Records provided -
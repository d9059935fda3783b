//! Configuration store and machine file loading.
//!
//! [`ConfigStore`] owns every configuration record of the module: one
//! `ModuleConfig` and one `AxisConfig` per active axis. Readers get copies;
//! writes go through the parameter bounds and leave the record untouched on
//! error. [`load_config`] builds a store from a `rocker.toml` machine file.

use std::path::Path;

use heapless::Vec;
use tracing::info;

use rocker_common::axis::AxisId;
use rocker_common::config::{
    AxisConfig, ConfigError, ConfigLoader, LogLevel, MachineConfig, ModuleConfig,
};
use rocker_common::consts::MAX_AXES;
use rocker_common::params::{AxisParam, GlobalParam};

// ─── Config Store ───────────────────────────────────────────────────

/// Single owner of module and axis configuration.
#[derive(Debug, Clone, PartialEq)]
pub struct ConfigStore {
    module: ModuleConfig,
    axes: Vec<AxisConfig, MAX_AXES>,
}

impl ConfigStore {
    /// Store with compiled defaults for `axis_count` axes.
    pub fn new(axis_count: u8) -> Result<Self, ConfigError> {
        Self::from_machine(&MachineConfig {
            axis_count,
            ..Default::default()
        })
    }

    /// Store built from a validated machine description.
    pub fn from_machine(machine: &MachineConfig) -> Result<Self, ConfigError> {
        machine.validate()?;
        let mut axes = Vec::new();
        for i in 0..machine.axis_count as usize {
            axes.push(machine.axis(i)).map_err(|_| {
                ConfigError::ValidationError(format!("more than {MAX_AXES} axes"))
            })?;
        }
        Ok(Self {
            module: machine.module,
            axes,
        })
    }

    /// Number of active axes.
    #[inline]
    pub fn axis_count(&self) -> usize {
        self.axes.len()
    }

    /// Snapshot of one axis configuration.
    #[inline]
    pub fn get(&self, axis: AxisId) -> AxisConfig {
        self.axes[axis.index()]
    }

    /// Write one axis configuration field.
    pub fn set_field(&mut self, axis: AxisId, param: AxisParam, value: i32) -> Result<(), ConfigError> {
        self.axes[axis.index()].set_field(param, value)
    }

    /// Snapshot of the module configuration.
    #[inline]
    pub fn module(&self) -> ModuleConfig {
        self.module
    }

    /// Write one global parameter.
    pub fn set_global(&mut self, param: GlobalParam, value: i32) -> Result<(), ConfigError> {
        self.module.set_global(param, value)
    }

    /// Restore compiled defaults on every axis. Module settings are kept.
    pub fn reset_axes(&mut self) {
        for axis in self.axes.iter_mut() {
            *axis = AxisConfig::default();
        }
    }
}

impl Default for ConfigStore {
    fn default() -> Self {
        let mut axes = Vec::new();
        let _ = axes.push(AxisConfig::default());
        Self {
            module: ModuleConfig::default(),
            axes,
        }
    }
}

// ─── Loaded Config Bundle ───────────────────────────────────────────

/// Validated configuration, ready for the scheduler.
#[derive(Debug, Clone)]
pub struct LoadedConfig {
    pub log_level: LogLevel,
    /// Scheduler tick period [timer units].
    pub tick_period: u32,
    pub store: ConfigStore,
}

impl Default for LoadedConfig {
    fn default() -> Self {
        Self {
            log_level: LogLevel::default(),
            tick_period: MachineConfig::default().tick_period,
            store: ConfigStore::default(),
        }
    }
}

impl LoadedConfig {
    fn from_machine(machine: &MachineConfig) -> Result<Self, ConfigError> {
        Ok(Self {
            log_level: machine.log_level,
            tick_period: machine.tick_period,
            store: ConfigStore::from_machine(machine)?,
        })
    }
}

/// Load and validate a machine file.
pub fn load_config(path: &Path) -> Result<LoadedConfig, ConfigError> {
    let machine = MachineConfig::load(path)?;
    let loaded = LoadedConfig::from_machine(&machine)?;
    info!(
        path = %path.display(),
        axes = loaded.store.axis_count(),
        tick_period = loaded.tick_period,
        "configuration loaded"
    );
    Ok(loaded)
}

/// Load config from a TOML string (for testing).
pub fn load_config_from_str(toml_str: &str) -> Result<LoadedConfig, ConfigError> {
    let machine: MachineConfig =
        toml::from_str(toml_str).map_err(|e| ConfigError::ParseError(e.to_string()))?;
    LoadedConfig::from_machine(&machine)
}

What you need to do - This exercise calls for the line containing "let loaded = LoadedConfig::from_machine(&machine)?;" and each line after it in the records, copied exactly.

Output of the exercise -
    let loaded = LoadedConfig::from_machine(&machine)?;
    info!(
        path = %path.display(),
        axes = loaded.store.axis_count(),
        tick_period = loaded.tick_period,
        "configuration loaded"
    );
    Ok(loaded)
}

/// Load config from a TOML string (for testing).
pub fn load_config_from_str(toml_str: &str) -> Result<LoadedConfig, ConfigError> {
    let machine: MachineConfig =
        toml::from_str(toml_str).map_err(|e| ConfigError::ParseError(e.to_string()))?;
    LoadedConfig::from_machine(&machine)
}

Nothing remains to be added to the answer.